===== INFORMATION SHOWN
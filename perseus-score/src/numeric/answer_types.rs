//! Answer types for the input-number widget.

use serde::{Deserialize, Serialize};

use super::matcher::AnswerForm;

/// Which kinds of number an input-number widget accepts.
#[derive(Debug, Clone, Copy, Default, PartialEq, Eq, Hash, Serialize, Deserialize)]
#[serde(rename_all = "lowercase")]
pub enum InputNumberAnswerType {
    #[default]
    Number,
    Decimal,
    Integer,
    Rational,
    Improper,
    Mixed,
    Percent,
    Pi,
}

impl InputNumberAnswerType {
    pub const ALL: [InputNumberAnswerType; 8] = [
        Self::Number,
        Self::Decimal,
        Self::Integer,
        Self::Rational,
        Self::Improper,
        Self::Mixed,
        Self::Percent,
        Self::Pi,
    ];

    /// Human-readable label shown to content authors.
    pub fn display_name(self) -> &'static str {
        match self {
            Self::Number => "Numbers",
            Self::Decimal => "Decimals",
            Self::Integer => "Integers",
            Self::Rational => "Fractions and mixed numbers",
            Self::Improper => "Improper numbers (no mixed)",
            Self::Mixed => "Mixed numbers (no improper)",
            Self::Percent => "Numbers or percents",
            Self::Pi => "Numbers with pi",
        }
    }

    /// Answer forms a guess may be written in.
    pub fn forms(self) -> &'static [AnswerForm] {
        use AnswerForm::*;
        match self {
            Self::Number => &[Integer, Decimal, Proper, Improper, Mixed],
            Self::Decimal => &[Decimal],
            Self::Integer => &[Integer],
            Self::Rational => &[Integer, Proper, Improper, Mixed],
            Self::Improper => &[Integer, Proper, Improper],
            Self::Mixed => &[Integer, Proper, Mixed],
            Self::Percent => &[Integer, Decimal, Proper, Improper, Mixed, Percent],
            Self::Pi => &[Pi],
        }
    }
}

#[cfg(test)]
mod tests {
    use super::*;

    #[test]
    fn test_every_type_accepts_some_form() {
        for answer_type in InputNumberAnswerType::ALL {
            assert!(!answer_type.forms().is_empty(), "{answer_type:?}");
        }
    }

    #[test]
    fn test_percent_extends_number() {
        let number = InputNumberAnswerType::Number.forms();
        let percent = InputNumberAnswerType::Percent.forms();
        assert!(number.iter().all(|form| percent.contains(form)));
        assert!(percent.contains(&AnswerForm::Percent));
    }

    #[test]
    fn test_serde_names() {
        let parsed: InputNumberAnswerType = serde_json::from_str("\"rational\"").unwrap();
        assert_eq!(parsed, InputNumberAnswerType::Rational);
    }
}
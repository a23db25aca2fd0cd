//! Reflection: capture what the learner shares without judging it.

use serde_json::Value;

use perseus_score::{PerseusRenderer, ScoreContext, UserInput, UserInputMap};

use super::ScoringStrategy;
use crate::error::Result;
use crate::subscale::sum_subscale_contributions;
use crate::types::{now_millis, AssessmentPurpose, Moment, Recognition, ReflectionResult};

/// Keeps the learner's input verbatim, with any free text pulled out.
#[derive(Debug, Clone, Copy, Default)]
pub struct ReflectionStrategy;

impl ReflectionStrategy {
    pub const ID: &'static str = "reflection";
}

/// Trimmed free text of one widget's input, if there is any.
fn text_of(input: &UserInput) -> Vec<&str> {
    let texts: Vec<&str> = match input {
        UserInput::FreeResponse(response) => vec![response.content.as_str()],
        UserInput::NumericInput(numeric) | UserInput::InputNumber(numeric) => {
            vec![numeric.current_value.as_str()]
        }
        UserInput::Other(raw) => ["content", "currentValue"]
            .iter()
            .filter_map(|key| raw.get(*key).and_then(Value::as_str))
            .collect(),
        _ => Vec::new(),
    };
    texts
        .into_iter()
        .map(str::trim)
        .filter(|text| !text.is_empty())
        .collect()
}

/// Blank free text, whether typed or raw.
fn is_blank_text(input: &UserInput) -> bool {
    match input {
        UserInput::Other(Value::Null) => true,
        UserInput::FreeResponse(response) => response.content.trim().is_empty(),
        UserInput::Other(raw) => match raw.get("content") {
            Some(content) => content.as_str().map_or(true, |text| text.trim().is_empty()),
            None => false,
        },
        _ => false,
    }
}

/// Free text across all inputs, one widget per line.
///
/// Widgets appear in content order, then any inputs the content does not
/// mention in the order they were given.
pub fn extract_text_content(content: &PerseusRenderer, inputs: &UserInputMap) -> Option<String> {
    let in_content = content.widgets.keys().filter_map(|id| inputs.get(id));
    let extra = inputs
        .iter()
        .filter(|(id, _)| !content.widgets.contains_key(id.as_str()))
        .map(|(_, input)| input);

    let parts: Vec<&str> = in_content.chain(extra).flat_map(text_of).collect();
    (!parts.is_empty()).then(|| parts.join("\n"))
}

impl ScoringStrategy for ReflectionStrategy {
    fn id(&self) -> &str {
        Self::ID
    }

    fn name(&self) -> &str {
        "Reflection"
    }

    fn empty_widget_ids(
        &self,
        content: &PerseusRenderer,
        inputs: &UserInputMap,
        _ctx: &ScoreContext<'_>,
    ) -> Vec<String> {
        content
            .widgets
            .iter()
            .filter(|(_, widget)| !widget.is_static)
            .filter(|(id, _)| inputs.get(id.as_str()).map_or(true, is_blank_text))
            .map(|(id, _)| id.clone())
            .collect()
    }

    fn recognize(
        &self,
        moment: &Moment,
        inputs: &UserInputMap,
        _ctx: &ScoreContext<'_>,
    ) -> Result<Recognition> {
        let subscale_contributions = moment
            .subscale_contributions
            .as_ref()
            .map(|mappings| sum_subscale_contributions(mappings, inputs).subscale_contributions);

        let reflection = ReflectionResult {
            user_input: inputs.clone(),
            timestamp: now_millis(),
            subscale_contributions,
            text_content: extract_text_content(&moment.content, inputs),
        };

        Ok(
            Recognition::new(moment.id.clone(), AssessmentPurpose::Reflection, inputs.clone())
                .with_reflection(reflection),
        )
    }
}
==========
- WORK TO COMPLETE
Reading through the records above, report each line in which the string "numeric" is found.

- EXERCISE ANSWER
filename perseus-score/src/numeric/answer_types.rs
        UserInput::NumericInput(numeric) | UserInput::InputNumber(numeric) => {
            vec![numeric.current_value.as_str()]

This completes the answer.